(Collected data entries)

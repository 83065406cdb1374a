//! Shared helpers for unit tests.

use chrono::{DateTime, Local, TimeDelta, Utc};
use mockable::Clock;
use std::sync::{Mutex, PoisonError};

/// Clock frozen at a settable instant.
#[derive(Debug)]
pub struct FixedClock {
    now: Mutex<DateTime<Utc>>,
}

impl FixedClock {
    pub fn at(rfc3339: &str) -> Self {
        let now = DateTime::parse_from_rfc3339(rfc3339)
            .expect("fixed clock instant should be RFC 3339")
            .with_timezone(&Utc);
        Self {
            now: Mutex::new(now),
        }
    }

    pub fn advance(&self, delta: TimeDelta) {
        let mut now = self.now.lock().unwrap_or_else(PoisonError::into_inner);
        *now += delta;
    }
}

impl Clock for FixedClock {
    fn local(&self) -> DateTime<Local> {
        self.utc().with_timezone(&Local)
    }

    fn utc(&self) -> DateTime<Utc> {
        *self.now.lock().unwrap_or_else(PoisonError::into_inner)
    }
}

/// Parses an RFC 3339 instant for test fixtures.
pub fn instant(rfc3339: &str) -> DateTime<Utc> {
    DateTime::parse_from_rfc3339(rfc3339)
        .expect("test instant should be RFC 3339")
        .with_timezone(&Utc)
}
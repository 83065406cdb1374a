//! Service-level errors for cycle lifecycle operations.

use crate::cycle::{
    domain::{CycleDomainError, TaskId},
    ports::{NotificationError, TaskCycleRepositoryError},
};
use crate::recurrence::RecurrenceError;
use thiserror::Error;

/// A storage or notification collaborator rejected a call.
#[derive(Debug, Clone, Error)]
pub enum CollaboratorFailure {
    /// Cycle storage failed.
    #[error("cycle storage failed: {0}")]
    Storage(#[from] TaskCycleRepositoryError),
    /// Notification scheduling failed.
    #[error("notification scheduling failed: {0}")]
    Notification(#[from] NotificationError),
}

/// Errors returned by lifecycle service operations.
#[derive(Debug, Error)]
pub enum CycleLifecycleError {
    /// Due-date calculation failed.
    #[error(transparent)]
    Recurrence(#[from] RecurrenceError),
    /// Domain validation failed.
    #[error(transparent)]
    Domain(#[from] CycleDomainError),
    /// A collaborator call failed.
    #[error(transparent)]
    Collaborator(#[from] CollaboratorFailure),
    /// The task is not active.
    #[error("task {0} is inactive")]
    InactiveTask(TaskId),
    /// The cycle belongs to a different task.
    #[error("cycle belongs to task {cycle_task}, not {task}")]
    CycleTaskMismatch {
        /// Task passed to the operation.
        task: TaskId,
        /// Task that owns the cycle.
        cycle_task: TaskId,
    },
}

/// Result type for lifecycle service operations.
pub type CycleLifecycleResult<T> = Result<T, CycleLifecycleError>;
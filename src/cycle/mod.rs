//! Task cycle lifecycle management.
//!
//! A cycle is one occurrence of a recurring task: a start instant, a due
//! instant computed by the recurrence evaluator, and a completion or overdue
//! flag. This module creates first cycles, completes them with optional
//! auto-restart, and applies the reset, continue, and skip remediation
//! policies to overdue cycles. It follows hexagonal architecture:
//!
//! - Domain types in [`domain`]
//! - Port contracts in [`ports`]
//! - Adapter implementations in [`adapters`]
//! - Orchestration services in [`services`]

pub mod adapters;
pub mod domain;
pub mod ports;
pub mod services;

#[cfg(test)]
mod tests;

• [YOUR OBJECTIVE]: From the records above, quote only the lines running from the line with "#[derive(Debug)]" to the line with "#[derive(Debug, Clone, Error)]", both lines included.

• [TASK ANSWER]:
#[derive(Debug)]
pub struct FixedClock {
    now: Mutex<DateTime<Utc>>,
}

impl FixedClock {
    pub fn at(rfc3339: &str) -> Self {
        let now = DateTime::parse_from_rfc3339(rfc3339)
            .expect("fixed clock instant should be RFC 3339")
            .with_timezone(&Utc);
        Self {
            now: Mutex::new(now),
        }
    }

    pub fn advance(&self, delta: TimeDelta) {
        let mut now = self.now.lock().unwrap_or_else(PoisonError::into_inner);
        *now += delta;
    }
}

impl Clock for FixedClock {
    fn local(&self) -> DateTime<Local> {
        self.utc().with_timezone(&Local)
    }

    fn utc(&self) -> DateTime<Utc> {
        *self.now.lock().unwrap_or_else(PoisonError::into_inner)
    }
}

/// Parses an RFC 3339 instant for test fixtures.
pub fn instant(rfc3339: &str) -> DateTime<Utc> {
    DateTime::parse_from_rfc3339(rfc3339)
        .expect("test instant should be RFC 3339")
        .with_timezone(&Utc)
}
repository 83065406cdb1374a
//! Service-level errors for cycle lifecycle operations.

use crate::cycle::{
    domain::{CycleDomainError, TaskId},
    ports::{NotificationError, TaskCycleRepositoryError},
};
use crate::recurrence::RecurrenceError;
use thiserror::Error;

/// A storage or notification collaborator rejected a call.
#[derive(Debug, Clone, Error)]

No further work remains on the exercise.